Située sur la côte ouest de l'île d'Oléron, dans la commune de Saint-Pierre-d'Oléron, La Cotinière est un port de pêche[5] très actif depuis le XIXe siècle. De nos jours, il est au premier rang des ports de pêche de la Charente-Maritime, et au sixième ou septième rang au niveau national[5],[6].
Pour abriter des tempêtes cette activité devenue vitale pour l’économie locale, une jetée est construite entre 1890 et 1900[2]. Il est décidé de la doter d’un phare par une délibération du conseil municipal du 8 mars 1896. Le budget pour sa construction est de 5 000 francs, dont 4 077 francs financés par la commune et 943 francs recueillis par une souscription auprès des marins des villages voisins[4]. Le phare est mis en service en octobre 1899[1]. C’est alors un feu fixe de couleur rouge. Quatre autres feux seront construits jusqu’en 1955 pour baliser le port[4]. À partir de 1939, le feu est alimenté au gaz propane[1],[4].
La jetée est prolongée plusieurs fois à la suite de travaux d’extension du port[1] :
- de 1900 à 1920, le port abrite environ 25 bateaux.
- le 13 août 1914, le quai et l’épi du Colombier sont détruits par une tempête.
- en 1920, le port abrite 45 bateaux.
- en 1922, l’épi du Colombier est étendu à 110 mètres.
- en 1935, un nouvel épi insubmersible est construit.

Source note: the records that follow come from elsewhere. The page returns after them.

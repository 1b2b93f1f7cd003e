// SPDX-License-Identifier: AGPL-3.0-or-later
// Copyright (c) 2025 ReifyDB

//! SQL metadata consumed by index setup. These describe an already
//! resolved table; nothing here parses SQL.

use serde::Deserialize;

use crate::collation::BINARY_COLLATION_ID;

#[derive(Debug, Clone, Copy, PartialEq, Eq, Deserialize)]
#[serde(rename_all = "snake_case")]
pub enum ColumnType {
	TinyInt {
		unsigned: bool,
	},
	SmallInt {
		unsigned: bool,
	},
	MediumInt {
		unsigned: bool,
	},
	Int {
		unsigned: bool,
	},
	BigInt {
		unsigned: bool,
	},
	Float,
	Double,
	Decimal {
		precision: u8,
		scale: u8,
	},
	DateTime {
		fsp: u8,
	},
	Timestamp {
		fsp: u8,
	},
	Time {
		fsp: u8,
	},
	Year,
	Date,
	/// CHAR(n) or BINARY(n); `length` counts characters.
	Char {
		length: u32,
	},
	/// VARCHAR(n) or VARBINARY(n); `length` counts characters.
	Varchar {
		length: u32,
	},
	/// BLOB/TEXT family, `length_bytes` is the width of the stored length
	/// (1 for TINYBLOB up to 4 for LONGBLOB).
	Blob {
		length_bytes: u8,
	},
}

const DIG2BYTES: [usize; 10] = [0, 1, 1, 2, 2, 3, 3, 4, 4, 4];
const DIG_PER_DEC: usize = 9;

/// Size of the binary DECIMAL image.
pub(crate) fn decimal_bin_size(precision: u8, scale: u8) -> usize {
	let scale = scale as usize;
	let intg = (precision as usize).saturating_sub(scale);
	let intg0 = intg / DIG_PER_DEC;
	let frac0 = scale / DIG_PER_DEC;
	intg0 * 4 + DIG2BYTES[intg % DIG_PER_DEC] + frac0 * 4 + DIG2BYTES[scale % DIG_PER_DEC]
}

fn fsp_bytes(fsp: u8) -> usize {
	(fsp.min(6) as usize + 1) / 2
}

impl ColumnType {
	/// Width of the integer image, if this is an integer type.
	pub(crate) fn integer_width(&self) -> Option<(usize, bool)> {
		match *self {
			ColumnType::TinyInt {
				unsigned,
			} => Some((1, unsigned)),
			ColumnType::SmallInt {
				unsigned,
			} => Some((2, unsigned)),
			ColumnType::MediumInt {
				unsigned,
			} => Some((3, unsigned)),
			ColumnType::Int {
				unsigned,
			} => Some((4, unsigned)),
			ColumnType::BigInt {
				unsigned,
			} => Some((8, unsigned)),
			_ => None,
		}
	}

	/// Width of types whose native image is copied into the key verbatim.
	pub(crate) fn verbatim_width(&self) -> Option<usize> {
		match *self {
			ColumnType::Decimal {
				precision,
				scale,
			} => Some(decimal_bin_size(precision, scale)),
			ColumnType::DateTime {
				fsp,
			} => Some(5 + fsp_bytes(fsp)),
			ColumnType::Timestamp {
				fsp,
			} => Some(4 + fsp_bytes(fsp)),
			ColumnType::Time {
				fsp,
			} => Some(3 + fsp_bytes(fsp)),
			ColumnType::Year => Some(1),
			_ => None,
		}
	}

	pub fn is_string(&self) -> bool {
		matches!(
			self,
			ColumnType::Char {
				..
			} | ColumnType::Varchar {
				..
			}
		)
	}

	pub fn is_varchar(&self) -> bool {
		matches!(
			self,
			ColumnType::Varchar {
				..
			}
		)
	}

	pub fn is_unsigned_bigint(&self) -> bool {
		matches!(
			self,
			ColumnType::BigInt {
				unsigned: true
			}
		)
	}
}

#[derive(Debug, Clone, PartialEq, Eq, Deserialize)]
pub struct ColumnDef {
	pub name: String,
	pub ty: ColumnType,
	#[serde(default = "default_nullable")]
	pub nullable: bool,
	#[serde(default = "default_collation")]
	pub collation: u32,
}

fn default_nullable() -> bool {
	true
}

fn default_collation() -> u32 {
	BINARY_COLLATION_ID
}

impl ColumnDef {
	pub fn new(name: impl Into<String>, ty: ColumnType) -> Self {
		Self {
			name: name.into(),
			ty,
			nullable: true,
			collation: BINARY_COLLATION_ID,
		}
	}

	pub fn not_null(mut self) -> Self {
		self.nullable = false;
		self
	}

	pub fn with_collation(mut self, collation: u32) -> Self {
		self.collation = collation;
		self
	}
}

#[derive(Debug, Clone, Copy, PartialEq, Eq, Deserialize)]
pub struct KeyPartDef {
	pub column: usize,
	/// Key part length in bytes when only a prefix of the column is
	/// indexed.
	#[serde(default)]
	pub prefix_len: Option<u32>,
}

impl KeyPartDef {
	pub fn column(column: usize) -> Self {
		Self {
			column,
			prefix_len: None,
		}
	}

	pub fn prefix(column: usize, prefix_len: u32) -> Self {
		Self {
			column,
			prefix_len: Some(prefix_len),
		}
	}
}

#[derive(Debug, Clone, PartialEq, Eq, Deserialize)]
pub struct KeyDef {
	pub name: String,
	pub parts: Vec<KeyPartDef>,
	#[serde(default)]
	pub comment: String,
}

impl KeyDef {
	pub fn new(name: impl Into<String>, parts: Vec<KeyPartDef>) -> Self {
		Self {
			name: name.into(),
			parts,
			comment: String::new(),
		}
	}

	pub fn with_comment(mut self, comment: impl Into<String>) -> Self {
		self.comment = comment.into();
		self
	}
}

#[derive(Debug, Clone, PartialEq, Eq, Deserialize)]
pub struct TableSchema {
	/// Normalized `db.table`, with `#P#partition` appended for partitions.
	pub name: String,
	pub columns: Vec<ColumnDef>,
	pub keys: Vec<KeyDef>,
	/// Position of the primary key in `keys`; `None` means the table gets a
	/// hidden primary key.
	#[serde(default)]
	pub primary_key: Option<usize>,
	#[serde(default)]
	pub comment: String,
}

impl TableSchema {
	pub fn new(name: impl Into<String>, columns: Vec<ColumnDef>) -> Self {
		Self {
			name: name.into(),
			columns,
			keys: Vec::new(),
			primary_key: None,
			comment: String::new(),
		}
	}

	pub fn with_primary_key(mut self, key: KeyDef) -> Self {
		self.primary_key = Some(self.keys.len());
		self.keys.push(key);
		self
	}

	pub fn with_key(mut self, key: KeyDef) -> Self {
		self.keys.push(key);
		self
	}

	pub fn with_comment(mut self, comment: impl Into<String>) -> Self {
		self.comment = comment.into();
		self
	}

	pub fn has_hidden_pk(&self) -> bool {
		self.primary_key.is_none()
	}

	pub fn primary_key(&self) -> Option<&KeyDef> {
		self.primary_key.and_then(|idx| self.keys.get(idx))
	}

	pub fn column_index(&self, name: &str) -> Option<usize> {
		self.columns.iter().position(|c| c.name.eq_ignore_ascii_case(name))
	}

	/// Partition suffix of the table name, if any.
	pub fn partition(&self) -> Option<&str> {
		self.name.split_once("#P#").map(|(_, part)| part).filter(|p| !p.is_empty())
	}

	/// Secondary keys in declaration order, with their position in `keys`.
	pub fn secondary_keys(&self) -> impl Iterator<Item = (usize, &KeyDef)> {
		self.keys.iter().enumerate().filter(move |(idx, _)| Some(*idx) != self.primary_key)
	}
}

#[cfg(test)]
mod tests {
	use super::*;

	#[test]
	fn test_decimal_bin_size() {
		assert_eq!(decimal_bin_size(10, 0), 5);
		assert_eq!(decimal_bin_size(18, 9), 8);
		assert_eq!(decimal_bin_size(5, 2), 3);
		assert_eq!(decimal_bin_size(65, 30), 30);
	}

	#[test]
	fn test_temporal_widths() {
		assert_eq!(
			ColumnType::DateTime {
				fsp: 0
			}
			.verbatim_width(),
			Some(5)
		);
		assert_eq!(
			ColumnType::DateTime {
				fsp: 6
			}
			.verbatim_width(),
			Some(8)
		);
		assert_eq!(
			ColumnType::Timestamp {
				fsp: 3
			}
			.verbatim_width(),
			Some(6)
		);
		assert_eq!(
			ColumnType::Time {
				fsp: 1
			}
			.verbatim_width(),
			Some(4)
		);
	}

	#[test]
	fn test_partition_suffix() {
		let table = TableSchema::new("db.t#P#p3", vec![]);
		assert_eq!(table.partition(), Some("p3"));
		assert_eq!(TableSchema::new("db.t", vec![]).partition(), None);
	}
}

- en 1947, la jetée est prolongée par un épi de 150 mètres, construit avec l’aide de prisonniers de guerre allemands.
- en 1949, une étude scientifique établit la nécessité de construire un épi de protection du port en prolongement de la jetée. Les travaux débutent en 1955 pour 60 millions de francs, financés par la commune.

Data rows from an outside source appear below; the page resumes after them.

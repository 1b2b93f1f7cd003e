// SPDX-License-Identifier: AGPL-3.0-or-later
// Copyright (c) 2025 ReifyDB

pub mod memory;
pub mod sqlite;
pub mod tier;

- en 1955 le port compte 55 bateaux.
- en 1958 le port compte 97 bateaux.
- en 1978 la jetée est encore prolongée de 40 mètres[4].

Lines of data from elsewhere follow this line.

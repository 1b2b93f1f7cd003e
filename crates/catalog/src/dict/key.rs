// SPDX-License-Identifier: AGPL-3.0-or-later
// Copyright (c) 2025 ReifyDB

//! Keys of the dictionary records. Every key starts with a 4 byte big-endian
//! record type, so each type occupies its own range of the system column
//! family and can be scanned by prefix.

use rowkey_core::{
	IndexId,
	netbuf::{NetReader, NetWriter},
};

/// Index numbers up to this value are reserved for the dictionary itself.
pub const END_DICT_INDEX_ID: u32 = 255;

#[derive(Debug, Clone, Copy, PartialEq, Eq, Hash)]
#[repr(u32)]
pub enum RecordType {
	DdlEntry = 1,
	IndexInfo = 2,
	CfDefinition = 3,
	/// Reserved; never written.
	BinlogInfo = 4,
	DropIndexOngoing = 5,
	IndexStatistics = 6,
	MaxIndexId = 7,
	CreateIndexOngoing = 8,
	AutoInc = 9,
}

impl RecordType {
	pub fn prefix(self) -> [u8; 4] {
		(self as u32).to_be_bytes()
	}
}

pub trait DictKey: Sized {
	fn encode(&self) -> Vec<u8>;

	fn decode(key: &[u8]) -> Option<Self>;
}

/// `[type][cf id][index number]`, the key of every per-index record.
#[derive(Debug, Clone, Copy, PartialEq, Eq)]
pub struct IndexKey {
	pub record: RecordType,
	pub id: IndexId,
}

impl IndexKey {
	pub const LEN: usize = 12;

	pub fn new(record: RecordType, id: IndexId) -> Self {
		Self {
			record,
			id,
		}
	}
}

impl DictKey for IndexKey {
	fn encode(&self) -> Vec<u8> {
		let mut out = NetWriter::with_capacity(Self::LEN);
		out.write(&self.record.prefix());
		out.write(&self.id.to_bytes());
		out.into_inner()
	}

	/// The record type is not checked against a known value; callers decode
	/// keys found under a prefix they scanned for.
	fn decode(key: &[u8]) -> Option<Self> {
		if key.len() != Self::LEN {
			return None;
		}
		let mut reader = NetReader::new(key);
		let record = match reader.read_u32()? {
			1 => RecordType::DdlEntry,
			2 => RecordType::IndexInfo,
			3 => RecordType::CfDefinition,
			4 => RecordType::BinlogInfo,
			5 => RecordType::DropIndexOngoing,
			6 => RecordType::IndexStatistics,
			7 => RecordType::MaxIndexId,
			8 => RecordType::CreateIndexOngoing,
			9 => RecordType::AutoInc,
			_ => return None,
		};
		let id = IndexId::from_bytes(reader.read(8)?)?;
		Some(Self {
			record,
			id,
		})
	}
}

/// `[type][table name]`
#[derive(Debug, Clone, PartialEq, Eq)]
pub struct DdlEntryKey {
	pub name: String,
}

impl DictKey for DdlEntryKey {
	fn encode(&self) -> Vec<u8> {
		let mut out = NetWriter::with_capacity(4 + self.name.len());
		out.write(&RecordType::DdlEntry.prefix());
		out.write(self.name.as_bytes());
		out.into_inner()
	}

	fn decode(key: &[u8]) -> Option<Self> {
		let name = key.strip_prefix(&RecordType::DdlEntry.prefix())?;
		let name = String::from_utf8(name.to_vec()).ok()?;
		Some(Self {
			name,
		})
	}
}

/// `[type][cf id]`
#[derive(Debug, Clone, Copy, PartialEq, Eq)]
pub struct CfDefinitionKey {
	pub cf_id: u32,
}

impl DictKey for CfDefinitionKey {
	fn encode(&self) -> Vec<u8> {
		let mut out = NetWriter::with_capacity(8);
		out.write(&RecordType::CfDefinition.prefix());
		out.write_u32(self.cf_id);
		out.into_inner()
	}

	fn decode(key: &[u8]) -> Option<Self> {
		let rest = key.strip_prefix(&RecordType::CfDefinition.prefix())?;
		let mut reader = NetReader::new(rest);
		let cf_id = reader.read_u32()?;
		if reader.remaining() != 0 {
			return None;
		}
		Some(Self {
			cf_id,
		})
	}
}

/// `[type]`, a singleton.
#[derive(Debug, Clone, Copy, PartialEq, Eq)]
pub struct MaxIndexIdKey;

impl DictKey for MaxIndexIdKey {
	fn encode(&self) -> Vec<u8> {
		RecordType::MaxIndexId.prefix().to_vec()
	}

	fn decode(key: &[u8]) -> Option<Self> {
		(key == RecordType::MaxIndexId.prefix()).then_some(Self)
	}
}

En raison de ces travaux d’agrandissement, le phare ne se situe plus à l’extrémité de la jetée comme lors de sa construction, mais dans son coude[1]. Un autre feu, ayant les mêmes couleurs (base blanche, sommet rouge) mais beaucoup moins haut, est alors construit à la nouvelle extrémité de la jetée pour marquer l'entrée du port. Afin de les distinguer, ils portent des inscriptions différentes, en lettres rouges majuscules sur le fût blanc de la colonne : « La Cotinière » et en-dessous « jetée » pour le phare d’origine, et « La Cotinière » et en-dessous « épi » pour le petit feu d’extrémité de l’épi[3]. La lumière du phare d’origine reste rouge, mais devient un feu à occultations[1].